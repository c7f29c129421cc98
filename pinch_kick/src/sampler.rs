//! One-shot sample playback — a single shared voice.
//!
//! One wav sample is decoded up front; [`Sampler::trigger`] points the
//! voice at its start with fresh rate/pan/amplitude and lets the cpal
//! callback stream it out. Triggers are last-writer-wins: a new one
//! re-parameterizes and rewinds the voice, cutting off whatever was
//! still playing. There is deliberately no mixing or voice pool.
//!
//! Everything degrades to silence rather than failing the frame loop:
//! no output device, an unsupported stream format, or a missing sample
//! file all leave a `Sampler` that swallows triggers.

use std::path::Path;
use std::sync::{Arc, Mutex};

use cpal::traits::{DeviceTrait, HostTrait, StreamTrait};
use cpal::{FromSample, SizedSample};
use thiserror::Error;

use kick_pipeline::mapper::ShotParams;

#[derive(Debug, Error)]
pub enum SamplerError {
    #[error("failed to decode sample: {0}")]
    Wav(#[from] hound::Error),
    #[error("sample has no audio frames")]
    EmptySample,
}

// ════════════════════════════════════════════════════════════════════════════
// Voice — state shared with the audio callback
// ════════════════════════════════════════════════════════════════════════════

/// The single playback voice. Locked briefly by the frame loop on
/// trigger and by the callback per buffer.
#[derive(Debug)]
struct Voice {
    /// Decoded stereo frames.
    frames: Arc<Vec<[f32; 2]>>,
    /// Sample rate the frames were decoded at.
    source_rate: f32,
    /// Read head in frames; fractional for rate scaling.
    pos: f64,
    rate: f32,
    pan: f32,
    amplitude: f32,
    active: bool,
}

impl Voice {
    fn idle(frames: Arc<Vec<[f32; 2]>>, source_rate: f32) -> Self {
        Voice {
            frames,
            source_rate,
            pos: 0.0,
            rate: 1.0,
            pan: 0.0,
            amplitude: 1.0,
            active: false,
        }
    }

    fn restart(&mut self, params: ShotParams) {
        self.rate = params.rate;
        self.pan = params.pan;
        self.amplitude = params.amplitude;
        self.pos = 0.0;
        self.active = true;
    }

    /// Produce the next output frame at `output_rate` Hz.
    fn next_frame(&mut self, output_rate: f32) -> (f32, f32) {
        if !self.active {
            return (0.0, 0.0);
        }
        let index = self.pos as usize;
        if index + 1 >= self.frames.len() {
            self.active = false;
            return (0.0, 0.0);
        }

        // Linear interpolation between adjacent source frames.
        let frac = (self.pos - index as f64) as f32;
        let a = self.frames[index];
        let b = self.frames[index + 1];
        let left = a[0] + (b[0] - a[0]) * frac;
        let right = a[1] + (b[1] - a[1]) * frac;

        let (gain_l, gain_r) = pan_gains(self.pan);
        let out = (
            left * gain_l * self.amplitude,
            right * gain_r * self.amplitude,
        );

        self.pos += (self.rate * self.source_rate / output_rate.max(1.0)) as f64;
        out
    }
}

/// Constant-power pan: -1 hard left, 0 center, +1 hard right.
/// Out-of-range pans (the mapper extrapolates) are clamped here.
fn pan_gains(pan: f32) -> (f32, f32) {
    let angle = (pan.clamp(-1.0, 1.0) + 1.0) * std::f32::consts::FRAC_PI_4;
    (angle.cos(), angle.sin())
}

// ════════════════════════════════════════════════════════════════════════════
// Sampler
// ════════════════════════════════════════════════════════════════════════════

/// Handle to the shared voice and its output stream.
///
/// `_stream` is `None` for the silent sampler (no device, or tests);
/// triggers still update the voice so behavior stays observable.
pub struct Sampler {
    voice: Arc<Mutex<Voice>>,
    _stream: Option<cpal::Stream>,
}

impl Sampler {
    /// Decode `path` and open an output stream for it.
    pub fn from_wav(path: &Path) -> Result<Self, SamplerError> {
        let (frames, source_rate) = decode_wav(path)?;
        let voice = Arc::new(Mutex::new(Voice::idle(Arc::new(frames), source_rate)));
        let stream = open_output(Arc::clone(&voice));
        Ok(Sampler {
            voice,
            _stream: stream,
        })
    }

    /// A sampler with no output stream; triggers are tracked but
    /// inaudible. Used when no sample is configured and in tests.
    pub fn silent() -> Self {
        // A short dummy buffer so the voice math has frames to walk.
        let frames = Arc::new(vec![[0.0, 0.0]; 64]);
        Sampler {
            voice: Arc::new(Mutex::new(Voice::idle(frames, 44_100.0))),
            _stream: None,
        }
    }

    /// Fire the voice with new parameters, restarting from the top.
    pub fn trigger(&self, params: ShotParams) {
        if let Ok(mut voice) = self.voice.lock() {
            voice.restart(params);
        }
    }

    /// Whether the voice is mid-playback.
    pub fn is_active(&self) -> bool {
        self.voice.lock().map(|v| v.active).unwrap_or(false)
    }

    /// Current voice parameters `(rate, pan, amplitude)`.
    pub fn params(&self) -> (f32, f32, f32) {
        self.voice
            .lock()
            .map(|v| (v.rate, v.pan, v.amplitude))
            .unwrap_or((1.0, 0.0, 1.0))
    }
}

// ════════════════════════════════════════════════════════════════════════════
// Wav decoding
// ════════════════════════════════════════════════════════════════════════════

/// Decode a wav file into stereo f32 frames plus its sample rate.
/// Mono files are duplicated to both channels; extra channels ignored.
fn decode_wav(path: &Path) -> Result<(Vec<[f32; 2]>, f32), SamplerError> {
    let mut reader = hound::WavReader::open(path)?;
    let spec = reader.spec();
    let channels = spec.channels.max(1) as usize;

    let samples: Vec<f32> = match spec.sample_format {
        hound::SampleFormat::Float => reader.samples::<f32>().collect::<Result<_, _>>()?,
        hound::SampleFormat::Int => {
            let scale = (1i64 << (spec.bits_per_sample - 1)) as f32;
            reader
                .samples::<i32>()
                .map(|s| s.map(|v| v as f32 / scale))
                .collect::<Result<_, _>>()?
        }
    };

    let frames: Vec<[f32; 2]> = samples
        .chunks_exact(channels)
        .map(|c| match channels {
            1 => [c[0], c[0]],
            _ => [c[0], c[1]],
        })
        .collect();

    if frames.is_empty() {
        return Err(SamplerError::EmptySample);
    }
    Ok((frames, spec.sample_rate as f32))
}

// ════════════════════════════════════════════════════════════════════════════
// Output stream
// ════════════════════════════════════════════════════════════════════════════

/// Open the default output device, or `None` (silent) when unavailable.
fn open_output(voice: Arc<Mutex<Voice>>) -> Option<cpal::Stream> {
    let host = cpal::default_host();
    let device = match host.default_output_device() {
        Some(d) => d,
        None => {
            log::warn!("no audio output device; running silent");
            return None;
        }
    };
    let config = match device.default_output_config() {
        Ok(c) => c,
        Err(e) => {
            log::warn!("no default output config ({e}); running silent");
            return None;
        }
    };
    log::info!(
        "audio output: {} @ {} Hz",
        device.name().unwrap_or_else(|_| "unknown".into()),
        config.sample_rate().0
    );

    let stream = match config.sample_format() {
        cpal::SampleFormat::F32 => build_stream::<f32>(&device, &config.into(), voice),
        cpal::SampleFormat::I16 => build_stream::<i16>(&device, &config.into(), voice),
        cpal::SampleFormat::U16 => build_stream::<u16>(&device, &config.into(), voice),
        other => {
            log::warn!("unsupported sample format {other:?}; running silent");
            None
        }
    }?;

    if let Err(e) = stream.play() {
        log::warn!("failed to start audio stream ({e}); running silent");
        return None;
    }
    Some(stream)
}

fn build_stream<T>(
    device: &cpal::Device,
    config: &cpal::StreamConfig,
    voice: Arc<Mutex<Voice>>,
) -> Option<cpal::Stream>
where
    T: SizedSample + FromSample<f32>,
{
    let output_rate = config.sample_rate.0 as f32;
    let channels = config.channels as usize;

    let stream = device
        .build_output_stream(
            config,
            move |data: &mut [T], _| {
                let mut voice = match voice.lock() {
                    Ok(v) => v,
                    Err(_) => return,
                };
                for frame in data.chunks_mut(channels) {
                    let (l, r) = voice.next_frame(output_rate);
                    if channels == 1 {
                        frame[0] = T::from_sample((l + r) * 0.5);
                    } else {
                        let stereo = [l, r];
                        for (i, sample) in frame.iter_mut().enumerate() {
                            *sample = T::from_sample(*stereo.get(i).unwrap_or(&0.0));
                        }
                    }
                }
            },
            |err| log::warn!("audio stream error: {err}"),
            None,
        )
        .ok()?;
    Some(stream)
}

// ════════════════════════════════════════════════════════════════════════════
// Tests
// ════════════════════════════════════════════════════════════════════════════

#[cfg(test)]
mod tests {
    use super::*;
    use assert_approx_eq::assert_approx_eq;

    fn shot(rate: f32, pan: f32) -> ShotParams {
        ShotParams {
            rate,
            pan,
            amplitude: 1.0,
        }
    }

    #[test]
    fn trigger_is_last_writer_wins() {
        let sampler = Sampler::silent();
        sampler.trigger(shot(0.5, -1.0));
        sampler.trigger(shot(1.3, 0.25));
        let (rate, pan, amp) = sampler.params();
        assert_approx_eq!(rate, 1.3);
        assert_approx_eq!(pan, 0.25);
        assert_approx_eq!(amp, 1.0);
        assert!(sampler.is_active());
    }

    #[test]
    fn retrigger_rewinds_the_voice() {
        let frames = Arc::new(vec![[1.0, 1.0]; 16]);
        let mut voice = Voice::idle(frames, 44_100.0);
        voice.restart(shot(1.0, 0.0));
        for _ in 0..10 {
            voice.next_frame(44_100.0);
        }
        assert!(voice.pos > 0.0);
        voice.restart(shot(2.0, 0.0));
        assert_approx_eq!(voice.pos as f32, 0.0);
        assert!(voice.active);
    }

    #[test]
    fn voice_goes_inactive_at_end_of_sample() {
        let frames = Arc::new(vec![[0.1, 0.1]; 8]);
        let mut voice = Voice::idle(frames, 44_100.0);
        voice.restart(shot(1.0, 0.0));
        for _ in 0..16 {
            voice.next_frame(44_100.0);
        }
        assert!(!voice.active);
        assert_eq!(voice.next_frame(44_100.0), (0.0, 0.0));
    }

    #[test]
    fn rate_scales_the_read_head() {
        let frames = Arc::new(vec![[0.0, 0.0]; 1024]);
        let mut voice = Voice::idle(frames, 44_100.0);
        voice.restart(shot(2.0, 0.0));
        for _ in 0..10 {
            voice.next_frame(44_100.0);
        }
        assert_approx_eq!(voice.pos as f32, 20.0, 1e-3);
    }

    #[test]
    fn pan_gains_constant_power() {
        let (l, r) = pan_gains(0.0);
        assert_approx_eq!(l, r);
        assert_approx_eq!(l * l + r * r, 1.0, 1e-5);

        let (l, r) = pan_gains(-1.0);
        assert_approx_eq!(l, 1.0);
        assert_approx_eq!(r, 0.0);

        // Extrapolated pans clamp at the edges.
        let (l, r) = pan_gains(3.0);
        assert_approx_eq!(l, 0.0);
        assert_approx_eq!(r, 1.0);
    }

    #[test]
    fn inactive_voice_is_silent() {
        let frames = Arc::new(vec![[0.9, 0.9]; 8]);
        let mut voice = Voice::idle(frames, 44_100.0);
        assert_eq!(voice.next_frame(48_000.0), (0.0, 0.0));
    }
}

========

#### [WHAT TO PRODUCE]
How many of the lines above include the string "into"? Answer with the number only.

#### [EXERCISE OUTPUT]
5